O levantamento considera uma base fixa de 117 empresas, todas com os dados do 2T26 já processados, o que garante a comparabilidade direta entre os dois períodos. A retração de 23,5 pontos representa a maior queda trimestral registrada desde que o indicador começou a ser calculado, no primeiro trimestre de 2025.
O ICEE é elaborado pela Economatica e tem como objetivo medir o grau de otimismo ou pessimismo das companhias brasileiras em relação ao cenário de negócios, com base em informações extraídas dos resultados divulgados pelas próprias empresas. A forte deterioração do índice em apenas três meses indica uma mudança expressiva na percepção do ambiente econômico por parte do setor empresarial no país.

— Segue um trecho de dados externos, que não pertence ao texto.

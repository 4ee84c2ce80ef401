use crate::error::LAUNCHER_FAILURE_EXIT_CODE;

/// Offset added to a signal number when reporting death by that signal, as
/// shells do.
pub const SIGNAL_EXIT_CODE_BASE: i32 = 128;

/// How the child terminated, decoded from a raw `waitpid` status.
#[derive(Debug, Clone, Copy, PartialEq, Eq)]
pub enum ChildTermination {
    Exited(i32),
    Signaled(i32),
    Other(libc::c_int),
}

impl ChildTermination {
    pub fn from_wait_status(status: libc::c_int) -> Self {
        if libc::WIFEXITED(status) {
            Self::Exited(libc::WEXITSTATUS(status))
        } else if libc::WIFSIGNALED(status) {
            Self::Signaled(libc::WTERMSIG(status))
        } else {
            Self::Other(status)
        }
    }

    /// Exit code the launcher reports for this termination.
    pub fn exit_code(self) -> i32 {
        match self {
            Self::Exited(code) => code,
            Self::Signaled(signal) => SIGNAL_EXIT_CODE_BASE + signal,
            Self::Other(_) => LAUNCHER_FAILURE_EXIT_CODE,
        }
    }
}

O recuo do ICEE não é um caso isolado. Outros indicadores de confiança empresarial também vêm mostrando piora ao longo de 2026. O Índice de Confiança Empresarial (ICE), calculado pela FGV IBRE com base em pesquisas de indústria, comércio, serviços e construção, caiu pela segunda vez consecutiva em agosto, para 91,1 pontos, com destaque negativo para a indústria, cuja confiança recuou 3,5 pontos no mês. Segundo a FGV, incertezas relacionadas a tarifas dos Estados Unidos e ao cenário eleitoral contribuíram para o enfraquecimento da confiança nos últimos meses.
Embora ICEE e ICE sejam calculados por metodologias diferentes, o movimento conjunto de queda reforça o sinal de que as empresas brasileiras têm adotado uma postura mais cautelosa diante das incertezas econômicas do período.